Un cane anziano (> 7 anni per le razze di taglia grande, > 9-10 anni per quelle di taglia piccola) presenta fragilità fisiologiche che richiedono un adeguamento delle cure. Le patologie più frequenti sono l'artrosi (presente in oltre l'80% dei cani di età superiore agli 8 anni), l'insufficienza renale cronica (prima causa di mortalità dopo i tumori), la malattia epatica cronica e i disturbi cognitivi (disfunzione cognitiva canina). Il transito intestinale rallenta con l’età: la motilità digestiva diminuisce, favorendo la stitichezza cronica, in particolare nei cani sedentari o sottoposti a trattamenti farmacologici prolungati. La gestione del cane anziano richiede un controllo veterinario semestrale e un progressivo adeguamento nutrizionale.
La palmitoiletanolamide (PEA) è un endocannabinoide naturale prodotto dall’organismo in risposta a stimoli dolorosi e infiammatori. A differenza del CBD (molecola esogena estratta dalla canapa), la PEA è una molecola endogena la cui produzione diminuisce con l’avanzare dell’età. Agisce sui recettori PPAR-alfa e GPR55, riducendo la neuroinfiammazione e modulando il dolore neuropatico e cronico senza effetti psicoattivi o sedativi. In medicina veterinaria, il PEA è utilizzato per i dolori articolari cronici nei cani anziani — in particolare quando i FANS non possono più essere somministrati a causa di insufficienza renale o epatica. Il CBD (olio di cannabidiolo per animali) è un principio attivo complementare attualmente in fase di valutazione veterinaria per l’ansia e i disturbi cognitivi nei cani anziani.
Le crocchette mediche specifiche per organo rappresentano un’innovazione pratica per i cani anziani difficili da medicare.
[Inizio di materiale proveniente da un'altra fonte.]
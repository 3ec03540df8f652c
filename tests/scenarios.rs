//! End-to-end scenario tests driving the public `Engine` API directly,
//! without a network transport — the wire format is exercised indirectly
//! by `Engine::process_operation` and `Engine::get_full_state`.

use std::sync::Arc;

use etherply_sync::bus::Bus;
use etherply_sync::engine::{Engine, Operation};
use etherply_sync::metrics::Metrics;
use etherply_sync::store::MemoryStore;
use etherply_sync::strategy::{new_strategy, LwwStrategy, StrategyKind};
use etherply_sync::value::Value;

fn automerge_engine() -> Engine {
    Engine::new(
        Arc::new(MemoryStore::new()),
        new_strategy(StrategyKind::Automerge),
        Arc::new(Bus::new()),
        Arc::new(Metrics::new().unwrap()),
    )
}

fn lww_engine() -> Engine {
    Engine::new(
        Arc::new(MemoryStore::new()),
        Box::new(LwwStrategy::new()),
        Arc::new(Bus::new()),
        Arc::new(Metrics::new().unwrap()),
    )
}

#[tokio::test]
async fn echo_populates_document_and_history() {
    let engine = automerge_engine();
    engine
        .process_operation(Operation {
            workspace_id: "w1".into(),
            key: "title".into(),
            value: Value::String("Hello".into()),
            timestamp_us: 1000,
        })
        .await
        .unwrap();

    let snapshot = engine.get_full_state("w1").unwrap();
    assert_eq!(snapshot.data.get("title"), Some(&Value::String("Hello".into())));

    let history = engine.get_history("w1").unwrap();
    assert_eq!(history.len(), 1);
    assert_eq!(history[0].message, "set title");
}

#[tokio::test]
async fn lww_stale_write_is_rejected() {
    let engine = lww_engine();
    engine
        .process_operation(Operation {
            workspace_id: "w1".into(),
            key: "x".into(),
            value: Value::String("new".into()),
            timestamp_us: 5000,
        })
        .await
        .unwrap();
    engine
        .process_operation(Operation {
            workspace_id: "w1".into(),
            key: "x".into(),
            value: Value::String("old".into()),
            timestamp_us: 4000,
        })
        .await
        .unwrap();

    let snapshot = engine.get_full_state("w1").unwrap();
    assert_eq!(snapshot.data.get("x"), Some(&Value::String("new".into())));
}

#[tokio::test]
async fn bidirectional_merge_converges_across_two_engines() {
    let engine_a = automerge_engine();
    let engine_b = automerge_engine();

    engine_a
        .process_operation(Operation {
            workspace_id: "w1".into(),
            key: "a".into(),
            value: Value::String("A1".into()),
            timestamp_us: 1,
        })
        .await
        .unwrap();
    engine_b
        .process_operation(Operation {
            workspace_id: "w1".into(),
            key: "b".into(),
            value: Value::String("B1".into()),
            timestamp_us: 2,
        })
        .await
        .unwrap();

    let bytes_a = engine_a.get_changes("w1", &[]).unwrap();
    let bytes_b = engine_b.get_changes("w1", &[]).unwrap();

    engine_a.apply_remote_changes("w1", &bytes_b).await.unwrap();
    engine_b.apply_remote_changes("w1", &bytes_a).await.unwrap();

    let state_a = engine_a.get_full_state("w1").unwrap().data;
    let state_b = engine_b.get_full_state("w1").unwrap().data;
    assert_eq!(state_a, state_b);
    assert_eq!(state_a.get("a"), Some(&Value::String("A1".into())));
    assert_eq!(state_a.get("b"), Some(&Value::String("B1".into())));
}

#[tokio::test]
async fn delta_since_early_heads_is_smaller_than_full_sync() {
    let engine = automerge_engine();
    engine
        .process_operation(Operation {
            workspace_id: "w1".into(),
            key: "k0".into(),
            value: Value::String("v0".into()),
            timestamp_us: 0,
        })
        .await
        .unwrap();
    let heads = engine.get_full_state("w1").unwrap().heads;

    for i in 1..21 {
        engine
            .process_operation(Operation {
                workspace_id: "w1".into(),
                key: format!("k{i}"),
                value: Value::String(format!("v{i}-{}", "x".repeat(64))),
                timestamp_us: i,
            })
            .await
            .unwrap();
    }

    let delta = engine.get_changes("w1", &heads).unwrap();
    let full = engine.get_changes("w1", &[]).unwrap();
    assert!(delta.len() < full.len());
}

#[tokio::test]
async fn invalid_head_is_rejected_without_state_change() {
    let engine = automerge_engine();
    engine
        .process_operation(Operation {
            workspace_id: "w1".into(),
            key: "a".into(),
            value: Value::String("A1".into()),
            timestamp_us: 1,
        })
        .await
        .unwrap();

    let before = engine.get_full_state("w1").unwrap().data;
    let err = engine.get_changes("w1", &["not-a-hash".to_string()]);
    assert!(err.is_err());
    let after = engine.get_full_state("w1").unwrap().data;
    assert_eq!(before, after);
}

#[tokio::test]
async fn process_operation_validates_required_fields() {
    let engine = automerge_engine();

    let missing_workspace = engine
        .process_operation(Operation {
            workspace_id: String::new(),
            key: "a".into(),
            value: Value::Null,
            timestamp_us: 1,
        })
        .await;
    assert!(missing_workspace.is_err());

    let missing_key = engine
        .process_operation(Operation {
            workspace_id: "w1".into(),
            key: String::new(),
            value: Value::Null,
            timestamp_us: 1,
        })
        .await;
    assert!(missing_key.is_err());

    // Neither invalid call should have created a document.
    let snapshot = engine.get_full_state("w1").unwrap();
    assert!(snapshot.data.is_empty());
}

#[tokio::test]
async fn namespaces_stay_isolated_across_workspaces() {
    let engine = automerge_engine();
    engine
        .process_operation(Operation {
            workspace_id: "w1".into(),
            key: "k".into(),
            value: Value::String("a".into()),
            timestamp_us: 1,
        })
        .await
        .unwrap();
    engine
        .process_operation(Operation {
            workspace_id: "w2".into(),
            key: "k".into(),
            value: Value::String("b".into()),
            timestamp_us: 1,
        })
        .await
        .unwrap();

    assert_eq!(
        engine.get_full_state("w1").unwrap().data.get("k"),
        Some(&Value::String("a".into()))
    );
    assert_eq!(
        engine.get_full_state("w2").unwrap().data.get("k"),
        Some(&Value::String("b".into()))
    );
}
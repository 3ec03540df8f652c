//! Server-authoritative strategy. Grounded on
//! `internal/sync/server_auth.go`: server state always wins, no heads, no
//! history, no deltas.

use std::collections::BTreeMap;

use super::{Change, Strategy};
use crate::error::{Result, SyncError};
use crate::value::Value;

#[derive(Default)]
pub struct ServerAuthStrategy;

impl ServerAuthStrategy {
    pub fn new() -> Self {
        Self
    }

    fn load(&self, data: &[u8]) -> Result<BTreeMap<String, Value>> {
        if data.is_empty() {
            return Ok(BTreeMap::new());
        }
        serde_json::from_slice(data).map_err(|e| SyncError::Strategy(e.to_string()))
    }
}

impl Strategy for ServerAuthStrategy {
    fn process_write(
        &self,
        current: &[u8],
        key: &str,
        value: &Value,
        _ts_us: i64,
    ) -> Result<Vec<u8>> {
        let mut doc = self.load(current)?;
        doc.insert(key.to_string(), value.clone());
        serde_json::to_vec(&doc).map_err(|e| SyncError::Strategy(e.to_string()))
    }

    fn merge(&self, local: &[u8], remote: &[u8]) -> Result<Vec<u8>> {
        if local.is_empty() {
            return Ok(remote.to_vec());
        }
        // Server wins: remote is discarded unconditionally when local
        // already has a document, even if remote is non-empty.
        Ok(local.to_vec())
    }

    fn get_state(&self, doc: &[u8]) -> Result<BTreeMap<String, Value>> {
        self.load(doc)
    }

    fn get_heads(&self, _doc: &[u8]) -> Result<Vec<String>> {
        Ok(Vec::new())
    }

    fn get_changes(&self, doc: &[u8], _since_heads: &[String]) -> Result<Vec<u8>> {
        Ok(doc.to_vec())
    }

    fn get_history(&self, _doc: &[u8]) -> Result<Vec<Change>> {
        Ok(Vec::new())
    }

    fn name(&self) -> &'static str {
        "server-auth"
    }
}

#[cfg(test)]
mod tests {
    use super::*;

    #[test]
    fn write_unconditionally_overwrites() {
        let s = ServerAuthStrategy::new();
        let doc = s
            .process_write(&[], "title", &Value::String("a".into()), 1)
            .unwrap();
        let doc = s
            .process_write(&doc, "title", &Value::String("b".into()), 0)
            .unwrap();
        let state = s.get_state(&doc).unwrap();
        assert_eq!(state.get("title"), Some(&Value::String("b".into())));
    }

    #[test]
    fn merge_discards_remote_when_local_nonempty() {
        let s = ServerAuthStrategy::new();
        let local = s
            .process_write(&[], "x", &Value::String("local".into()), 1)
            .unwrap();
        let remote = s
            .process_write(&[], "x", &Value::String("remote".into()), 2)
            .unwrap();
        let merged = s.merge(&local, &remote).unwrap();
        assert_eq!(merged, local);
    }

    #[test]
    fn merge_takes_remote_when_local_empty() {
        let s = ServerAuthStrategy::new();
        let remote = s
            .process_write(&[], "x", &Value::String("remote".into()), 2)
            .unwrap();
        let merged = s.merge(&[], &remote).unwrap();
        assert_eq!(merged, remote);
    }
}
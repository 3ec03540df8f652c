//! In-memory `Store`, used by tests and by single-process development runs.
//! Grounded on `internal/store/memory.go`: a `workspace -> key -> value`
//! nested map behind one lock.

use std::collections::HashMap;

use parking_lot::RwLock;

use super::{Store, StoreStats};
use crate::error::Result;

#[derive(Default)]
pub struct MemoryStore {
    data: RwLock<HashMap<String, HashMap<String, Vec<u8>>>>,
}

impl MemoryStore {
    pub fn new() -> Self {
        Self::default()
    }
}

impl Store for MemoryStore {
    fn get(&self, namespace: &str, key: &str) -> Result<(Vec<u8>, bool)> {
        let data = self.data.read();
        match data.get(namespace).and_then(|ns| ns.get(key)) {
            Some(v) => Ok((v.clone(), true)),
            None => Ok((Vec::new(), false)),
        }
    }

    fn set(&self, namespace: &str, key: &str, value: &[u8]) -> Result<()> {
        let mut data = self.data.write();
        data.entry(namespace.to_string())
            .or_default()
            .insert(key.to_string(), value.to_vec());
        Ok(())
    }

    fn get_all(&self, namespace: &str) -> Result<HashMap<String, Vec<u8>>> {
        let data = self.data.read();
        Ok(data.get(namespace).cloned().unwrap_or_default())
    }

    fn stats(&self) -> Result<StoreStats> {
        let data = self.data.read();
        let keys = data.values().map(|ns| ns.len()).sum();
        Ok(StoreStats {
            workspaces: data.len(),
            keys,
        })
    }

    fn ping(&self) -> Result<()> {
        Ok(())
    }

    fn close(&self) -> Result<()> {
        Ok(())
    }
}

#[cfg(test)]
mod tests {
    use super::*;

    #[test]
    fn get_on_empty_namespace_is_not_found_not_error() {
        let store = MemoryStore::new();
        let (val, present) = store.get("ws1", "sync_doc").unwrap();
        assert!(!present);
        assert!(val.is_empty());
    }

    #[test]
    fn set_then_get_round_trips() {
        let store = MemoryStore::new();
        store.set("ws1", "sync_doc", b"hello").unwrap();
        let (val, present) = store.get("ws1", "sync_doc").unwrap();
        assert!(present);
        assert_eq!(val, b"hello");
    }

    #[test]
    fn namespace_isolation() {
        // Writes to one workspace must never be visible under another.
        let store = MemoryStore::new();
        store.set("ws1", "k", b"a").unwrap();
        store.set("ws2", "k", b"b").unwrap();
        assert_eq!(store.get("ws1", "k").unwrap().0, b"a");
        assert_eq!(store.get("ws2", "k").unwrap().0, b"b");
    }

    #[test]
    fn stats_counts_workspaces_and_keys() {
        let store = MemoryStore::new();
        store.set("ws1", "a", b"1").unwrap();
        store.set("ws1", "b", b"2").unwrap();
        store.set("ws2", "a", b"3").unwrap();
        let stats = store.stats().unwrap();
        assert_eq!(stats.workspaces, 2);
        assert_eq!(stats.keys, 3);
    }
}
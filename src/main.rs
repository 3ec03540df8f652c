//! Process entrypoint. Grounded on `native-server/src/main.rs`'s startup
//! sequence (tracing init → config load → component wiring → hyper serve
//! with graceful shutdown) and `main.go`'s wiring order (store → engine →
//! handler → routes) and shutdown order (stop accepting upgrades, close
//! the replicator, close the store, all inside a bounded grace deadline).
//! Exit codes: 0 clean shutdown, non-zero on initialization failure.

use std::net::SocketAddr;
use std::sync::Arc;
use std::time::Instant;

use etherply_sync::auth::Authenticator;
use etherply_sync::bus::Bus;
use etherply_sync::config::Config;
use etherply_sync::engine::Engine;
use etherply_sync::http::{serve, AppState};
use etherply_sync::metrics::Metrics;
use etherply_sync::presence::PresenceManager;
use etherply_sync::replication::{ChangeEvent, ChangeHandler, NatsReplicator, ReplicationConfig, Replicator};
use etherply_sync::store::{SledStore, Store};
use etherply_sync::strategy::new_strategy;
use etherply_sync::webhook::WebhookDispatcher;

struct EngineChangeHandler {
    engine: Arc<Engine>,
}

#[async_trait::async_trait]
impl ChangeHandler for EngineChangeHandler {
    async fn handle(&self, event: ChangeEvent) -> etherply_sync::error::Result<()> {
        self.engine
            .apply_remote_changes(&event.workspace_id, &event.changes)
            .await
    }
}

#[tokio::main]
async fn main() {
    if let Err(e) = run().await {
        eprintln!("etherply-sync: fatal: {e}");
        std::process::exit(1);
    }
}

async fn run() -> etherply_sync::error::Result<()> {
    let config = Config::load();
    init_tracing(&config);
    config.validate()?;

    tracing::info!(
        port = config.port,
        strategy = config.sync_strategy.name(),
        region = %config.region,
        replication = config.replication_enabled(),
        "starting etherply-sync"
    );

    let store: Arc<dyn Store> = Arc::new(SledStore::open(&config.storage_path)?);
    let strategy = new_strategy(config.sync_strategy);
    let bus = Arc::new(Bus::new());
    let metrics = Arc::new(Metrics::new()?);
    let engine = Arc::new(Engine::new(store.clone(), strategy, bus, metrics));

    let mut replicator: Option<Arc<NatsReplicator>> = None;
    if config.replication_enabled() {
        let replication_config = ReplicationConfig::new(
            config.server_id.clone(),
            config.region.clone(),
            config.nats_urls.clone(),
        );
        match NatsReplicator::connect(replication_config).await {
            Ok(r) => {
                let r = Arc::new(r);
                engine
                    .set_replicator(r.clone(), config.region.clone(), config.server_id.clone())
                    .await;

                let handler = Box::new(EngineChangeHandler { engine: engine.clone() });
                r.subscribe(handler).await?;
                replicator = Some(r);
            }
            Err(e) => {
                tracing::error!(error = %e, "failed to initialize replicator");
                return Err(e);
            }
        }
    }

    let (stats_cache, presence_cache) = AppState::new_response_caches();
    let state = Arc::new(AppState {
        engine,
        presence: Arc::new(PresenceManager::new()),
        webhook: Arc::new(WebhookDispatcher::new(config.webhook_url.clone())),
        authenticator: Arc::new(Authenticator::new(config.jwt_secret.clone())),
        store: store.clone(),
        started_at: Instant::now(),
        stats_cache,
        presence_cache,
    });

    let addr = SocketAddr::from(([0, 0, 0, 0], config.port));
    tracing::info!(%addr, "listening");

    serve(addr, state, shutdown_signal()).await?;

    tracing::info!(
        grace_period_secs = config.shutdown_timeout.as_secs(),
        "stopped accepting upgrades, draining replication and storage"
    );
    let drain = async {
        if let Some(replicator) = replicator {
            if let Err(e) = replicator.close().await {
                tracing::warn!(error = %e, "error closing replicator during shutdown");
            }
        }
        if let Err(e) = store.close() {
            tracing::warn!(error = %e, "error closing store during shutdown");
        }
    };
    if tokio::time::timeout(config.shutdown_timeout, drain).await.is_err() {
        tracing::warn!("shutdown grace period elapsed before drain completed");
    }

    Ok(())
}

async fn shutdown_signal() {
    let _ = tokio::signal::ctrl_c().await;
    tracing::info!("shutdown signal received, draining connections");
}

fn init_tracing(config: &Config) {
    let filter = tracing_subscriber::EnvFilter::try_from_default_env()
        .unwrap_or_else(|_| tracing_subscriber::EnvFilter::new(&config.log_level));

    let subscriber = tracing_subscriber::fmt().with_env_filter(filter);
    if config.log_format == "text" {
        subscriber.init();
    } else {
        subscriber.json().init();
    }
}
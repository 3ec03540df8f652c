//! Tagged representation of an operation's payload value: JSON-shaped data
//! carried as a typed variant rather than a language-native dynamic type, so
//! strategies never need to sniff a `serde_json::Value`'s shape by hand.

use serde::{Deserialize, Serialize};
use std::collections::BTreeMap;

/// A JSON-representable scalar, list, or map.
///
/// `Map` uses a `BTreeMap` (not `HashMap`) so that two values built from the
/// same logical content always serialize identically, which matters for
/// Automerge object construction order and for deterministic tests.
#[derive(Debug, Clone, PartialEq, Serialize, Deserialize)]
#[serde(untagged)]
pub enum Value {
    Null,
    Bool(bool),
    Number(serde_json::Number),
    String(String),
    List(Vec<Value>),
    Map(BTreeMap<String, Value>),
}

impl Value {
    pub fn as_map(&self) -> Option<&BTreeMap<String, Value>> {
        match self {
            Value::Map(m) => Some(m),
            _ => None,
        }
    }
}

impl From<serde_json::Value> for Value {
    fn from(v: serde_json::Value) -> Self {
        match v {
            serde_json::Value::Null => Value::Null,
            serde_json::Value::Bool(b) => Value::Bool(b),
            serde_json::Value::Number(n) => Value::Number(n),
            serde_json::Value::String(s) => Value::String(s),
            serde_json::Value::Array(a) => Value::List(a.into_iter().map(Value::from).collect()),
            serde_json::Value::Object(o) => {
                Value::Map(o.into_iter().map(|(k, v)| (k, Value::from(v))).collect())
            }
        }
    }
}

impl From<Value> for serde_json::Value {
    fn from(v: Value) -> Self {
        match v {
            Value::Null => serde_json::Value::Null,
            Value::Bool(b) => serde_json::Value::Bool(b),
            Value::Number(n) => serde_json::Value::Number(n),
            Value::String(s) => serde_json::Value::String(s),
            Value::List(l) => serde_json::Value::Array(l.into_iter().map(Into::into).collect()),
            Value::Map(m) => {
                serde_json::Value::Object(m.into_iter().map(|(k, v)| (k, v.into())).collect())
            }
        }
    }
}
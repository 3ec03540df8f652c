//! LSM-style on-disk `Store`, backed by `sled`. Grounded on
//! `internal/store/badger.go` (the same namespace+key composite-key
//! approach) but using an explicit NUL separator instead of `"ns:key"`
//! string concatenation, so a namespace or key containing `:` cannot collide
//! across namespaces (the Go original calls its own split "primitive").

use std::collections::HashMap;

use super::{Store, StoreStats};
use crate::error::{Result, SyncError};

pub struct SledStore {
    db: sled::Db,
}

impl SledStore {
    pub fn open(path: impl AsRef<std::path::Path>) -> Result<Self> {
        let db = sled::open(path).map_err(|e| SyncError::Storage(e.to_string()))?;
        Ok(Self { db })
    }

    fn composite_key(namespace: &str, key: &str) -> Vec<u8> {
        let mut buf = Vec::with_capacity(namespace.len() + key.len() + 1);
        buf.extend_from_slice(namespace.as_bytes());
        buf.push(0);
        buf.extend_from_slice(key.as_bytes());
        buf
    }

    fn split_composite_key(raw: &[u8]) -> Option<(String, String)> {
        let idx = raw.iter().position(|&b| b == 0)?;
        let ns = String::from_utf8(raw[..idx].to_vec()).ok()?;
        let key = String::from_utf8(raw[idx + 1..].to_vec()).ok()?;
        Some((ns, key))
    }
}

impl Store for SledStore {
    fn get(&self, namespace: &str, key: &str) -> Result<(Vec<u8>, bool)> {
        let composite = Self::composite_key(namespace, key);
        match self
            .db
            .get(&composite)
            .map_err(|e| SyncError::Storage(e.to_string()))?
        {
            Some(ivec) => Ok((ivec.to_vec(), true)),
            None => Ok((Vec::new(), false)),
        }
    }

    fn set(&self, namespace: &str, key: &str, value: &[u8]) -> Result<()> {
        let composite = Self::composite_key(namespace, key);
        self.db
            .insert(composite, value)
            .map_err(|e| SyncError::Storage(e.to_string()))?;
        // Flush synchronously so the write is durable before we return,
        // matching the "Set must be durable before return" contract.
        self.db
            .flush()
            .map_err(|e| SyncError::Storage(e.to_string()))?;
        Ok(())
    }

    fn get_all(&self, namespace: &str) -> Result<HashMap<String, Vec<u8>>> {
        let mut prefix = namespace.as_bytes().to_vec();
        prefix.push(0);
        let mut result = HashMap::new();
        for item in self.db.scan_prefix(&prefix) {
            let (raw_key, value) = item.map_err(|e| SyncError::Storage(e.to_string()))?;
            if let Some((_, key)) = Self::split_composite_key(&raw_key) {
                result.insert(key, value.to_vec());
            }
        }
        Ok(result)
    }

    fn stats(&self) -> Result<StoreStats> {
        let mut workspaces = std::collections::HashSet::new();
        let mut keys = 0usize;
        for item in self.db.iter() {
            let (raw_key, _) = item.map_err(|e| SyncError::Storage(e.to_string()))?;
            if let Some((ns, _)) = Self::split_composite_key(&raw_key) {
                workspaces.insert(ns);
                keys += 1;
            }
        }
        Ok(StoreStats {
            workspaces: workspaces.len(),
            keys,
        })
    }

    fn ping(&self) -> Result<()> {
        // A cheap read against the tree is enough to prove the store is
        // reachable; sled has no separate connection to probe.
        self.db
            .contains_key(b"__ping__")
            .map(|_| ())
            .map_err(|e| SyncError::Storage(e.to_string()))
    }

    fn close(&self) -> Result<()> {
        self.db
            .flush()
            .map_err(|e| SyncError::Storage(e.to_string()))?;
        Ok(())
    }
}

#[cfg(test)]
mod tests {
    use super::*;

    #[test]
    fn round_trips_through_disk() {
        let dir = tempfile::tempdir().unwrap();
        let store = SledStore::open(dir.path()).unwrap();
        store.set("ws1", "sync_doc", b"payload").unwrap();
        let (val, present) = store.get("ws1", "sync_doc").unwrap();
        assert!(present);
        assert_eq!(val, b"payload");
    }

    #[test]
    fn namespace_isolation_with_colon_in_key() {
        let dir = tempfile::tempdir().unwrap();
        let store = SledStore::open(dir.path()).unwrap();
        store.set("ws:1", "k", b"a").unwrap();
        store.set("ws", "1:k", b"b").unwrap();
        assert_eq!(store.get("ws:1", "k").unwrap().0, b"a");
        assert_eq!(store.get("ws", "1:k").unwrap().0, b"b");
    }

    #[test]
    fn get_all_scopes_to_namespace() {
        let dir = tempfile::tempdir().unwrap();
        let store = SledStore::open(dir.path()).unwrap();
        store.set("ws1", "a", b"1").unwrap();
        store.set("ws1", "b", b"2").unwrap();
        store.set("ws2", "a", b"3").unwrap();
        let all = store.get_all("ws1").unwrap();
        assert_eq!(all.len(), 2);
        assert_eq!(all.get("a").unwrap(), b"1");
    }
}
Le formule per il benessere renale (mirtillo rosso, D-mannosio, astragalo, omega-3 EPA/DHA) riducono l’adesione batterica alla parete vescicale e favoriscono la microcircolazione renale. Le formule epatoprotettive (silimarina, cardo mariano, SAMe) favoriscono la rigenerazione degli epatociti. La restrizione del fosforo (nefrottossico se in eccesso in caso di insufficienza renale cronica) deve essere associata a un'alimentazione senior adeguata. La stitichezza nel cane anziano va trattata in prima linea aumentando l’apporto di fibre alimentari, migliorando l’idratazione e praticando esercizio fisico, prima ancora di ricorrere a lassativi farmacologici.
I disturbi digestivi sono frequenti nei cani anziani: la produzione di enzimi digestivi diminuisce, la motilità intestinale rallenta e la flora batterica subisce alterazioni. Gli integratori a sostegno della digestione includono enzimi vegetali (bromelina, papaina), probiotici per cani anziani (ceppi specifici per cani), prebiotici (FOS, inulina) ed erbe digestive (genziana, finocchio, camomilla). La gastrite cronica associata all’uso prolungato di FANS richiede una protezione della mucosa (pectine, gel di aloe vera). Gli snack per il transito intestinale (psillio, prebiotici, probiotici) rappresentano una soluzione gustosa e pratica per i cani riluttanti ad assumere integratori convenzionali.
Gli snack multifunzionali «9-in-1 senior» concentrano in un solo boccone giornaliero tutte le esigenze nutrizionali del cane anziano:
L'olio di salmone (EPA e DHA a catena lunga) rimane uno degli integratori più versatili per i cani anziani: antinfiammatorio sistemico, protettivo per i reni, benefico per il pelo, il cuore e le funzioni cognitive. Questi integratori per la digestione si inseriscono naturalmente in una routine di cura globale.